Figure 1. Activity-dependent repression of nrxn1α in primary cortical neuron cultures.

(A) RT-PCR analysis of nrxns and other gene transcripts in primary cortical neuron cultures 24 hours after stimulation by a high K⁺ concentration (51 mM, 10 min) (left panel). Real-time qPCR analysis revealed a decrease in nrxn1α and nrxn3β mRNA after high K⁺ stimulation (full-length gels in Fig. S1; n = 4 biological samples; Student’s t-test, **P < 0.01, ns, no significance). (B,C) Primary cortical neuron cultures were subjected to transient stimulation by KCl or NaCl on DIV9 (B) (full-length gels in Fig. S1). The nrxn1α expression was analyzed using RT-PCR after stimulation (C) (n = 13 biological samples for KCl stimulation; n = 3 biological samples for NaCl stimulation; One-way ANOVA followed by Dunnett’s post hoc test, *P < 0.05, **P < 0.01, ns, no significance). (D,E) Primary cortical neuron cultures were infected by lenti-virus LV: CamKIIα-ChR2-EGFP at DIV 1 and stimulated with LED (50 Hz, 5 ms/pulse, 10 min).
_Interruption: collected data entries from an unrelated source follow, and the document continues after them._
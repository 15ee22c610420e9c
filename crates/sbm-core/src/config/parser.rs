//! TOML parser with helpful error messages

use std::path::Path;

use super::schema::SbmConfig;
use crate::error::{SbmError, SbmResult};

/// Parse a config file with detailed error messages
pub fn parse_config(path: &Path) -> SbmResult<SbmConfig> {
    let content = std::fs::read_to_string(path).map_err(|source| SbmError::ConfigRead {
        path: path.to_path_buf(),
        source,
    })?;

    parse_config_str(&content).map_err(|message| SbmError::ConfigParse {
        path: path.to_path_buf(),
        message,
    })
}

/// Parse config content from a string
pub fn parse_config_str(content: &str) -> Result<SbmConfig, String> {
    let config: SbmConfig =
        toml::from_str(content).map_err(|e| enhance_toml_error(&e, content))?;
    config.validate()?;
    Ok(config)
}

/// Serialize a configuration to TOML
pub fn to_toml(config: &SbmConfig) -> anyhow::Result<String> {
    toml::to_string_pretty(config).map_err(|e| anyhow::anyhow!("Failed to serialize config: {e}"))
}

fn enhance_toml_error(error: &toml::de::Error, content: &str) -> String {
    let message = error.message().to_string();
    match error.span() {
        Some(span) => {
            let line_num = content[..span.start.min(content.len())]
                .matches('\n')
                .count()
                + 1;
            format!(
                "TOML parsing error at line {}:\n{}\n\nError: {}",
                line_num,
                get_line_context(content, line_num),
                message
            )
        }
        None => format!("TOML parsing error: {message}"),
    }
}

/// Context lines around an error, with the failing line marked
fn get_line_context(content: &str, line_num: usize) -> String {
    let lines: Vec<&str> = content.lines().collect();
    let start = line_num.saturating_sub(2);
    let end = (line_num + 1).min(lines.len());
    if start >= end {
        return String::new();
    }

    lines[start..end]
        .iter()
        .enumerate()
        .map(|(i, line)| {
            let num = start + i + 1;
            let marker = if num == line_num { ">>>" } else { "   " };
            format!("{} {:4} | {}", marker, num, line)
        })
        .collect::<Vec<_>>()
        .join("\n")
}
Expression of nrxn1α was quantified using qPCR (n = 9 for normal group, n = 3 for TTX treatment group; two -way ANOVA followed by a Bonferroni post hoc test, ***P < 0.001, ns, no significance). (F) Levels of egr1 expression induced by KCl stimuli (grey) or optical stimuli (black) (n = 8 for control group, n = 5 for KCl stimuli group, n = 5 for light stimuli group; *P < 0.05, one -way ANOVA followed by Tukey’s post hoc test, *P < 0.05, ***P < 0.001). (G) Luciferase assay revealed activity-dependent repression of nrxn1α promoter activity. The nrxn1α promoter is cloned to drive the expression of firefly luciferase in pGL3-enhancer. pTK-renilla luciferase was co-transfected as the control. Luciferase activity was measured 36 hours after optogenetic stimulation. The ratio of Firefly/Renilla luciferase activity was reported (n = 6 for normal group, n = 3 for TTX treatment group; two-way ANOVA with Bonferroni post hoc test, **P < 0.01).